--- WHAT THE TASK ASKS ---
Using the records below, give again exactly the lines from the line that contains "single SQL query." through the line that contains "let params: Vec<QueryParam> = vec![];", both ends included, and only those.

(Collected data)

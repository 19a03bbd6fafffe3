//! Query command - execute a single SQL query.

use anyhow::{Context, Result};
use kimberlite_client::{Client, ClientConfig, QueryParam};
use kimberlite_types::{Offset, TenantId};

use crate::style::{create_spinner, finish_and_clear, print_query_table};

pub fn run(server: &str, tenant: u64, sql: &str, at: Option<u64>) -> Result<()> {
    let config = ClientConfig::default();
    let tenant_id = TenantId::new(tenant);

    let sp = create_spinner(&format!("Connecting to {server}..."));
    let mut client = Client::connect(server, tenant_id, config)
        .with_context(|| format!("Failed to connect to {server}"))?;
    finish_and_clear(&sp);

    let params: Vec<QueryParam> = vec![];

    let sp = create_spinner("Executing query...");
    let result = if let Some(position) = at {
        client.query_at(sql, &params, Offset::new(position))?
    } else {
        client.query(sql, &params)?
    };
    finish_and_clear(&sp);

    // Convert to strings for display
    let columns = result.columns.clone();
    let rows: Vec<Vec<String>> = result
        .rows
        .iter()
        .map(|row| row.iter().map(format_value).collect())
        .collect();
    print_query_table(&columns, &rows);

    Ok(())
}

/// Formats a query value for display.
pub fn format_value(value: &kimberlite_wire::QueryValue) -> String {
    match value {
        kimberlite_wire::QueryValue::Null => "NULL".to_string(),
        kimberlite_wire::QueryValue::BigInt(n) => n.to_string(),
        kimberlite_wire::QueryValue::Text(s) => s.clone(),
        kimberlite_wire::QueryValue::Boolean(b) => b.to_string(),
        kimberlite_wire::QueryValue::Timestamp(t) => t.to_string(),
    }
}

--- TASK OUTPUT ---
//! Query command - execute a single SQL query.

use anyhow::{Context, Result};
use kimberlite_client::{Client, ClientConfig, QueryParam};
use kimberlite_types::{Offset, TenantId};

use crate::style::{create_spinner, finish_and_clear, print_query_table};

pub fn run(server: &str, tenant: u64, sql: &str, at: Option<u64>) -> Result<()> {
    let config = ClientConfig::default();
    let tenant_id = TenantId::new(tenant);

    let sp = create_spinner(&format!("Connecting to {server}..."));
    let mut client = Client::connect(server, tenant_id, config)
        .with_context(|| format!("Failed to connect to {server}"))?;
    finish_and_clear(&sp);

    let params: Vec<QueryParam> = vec![];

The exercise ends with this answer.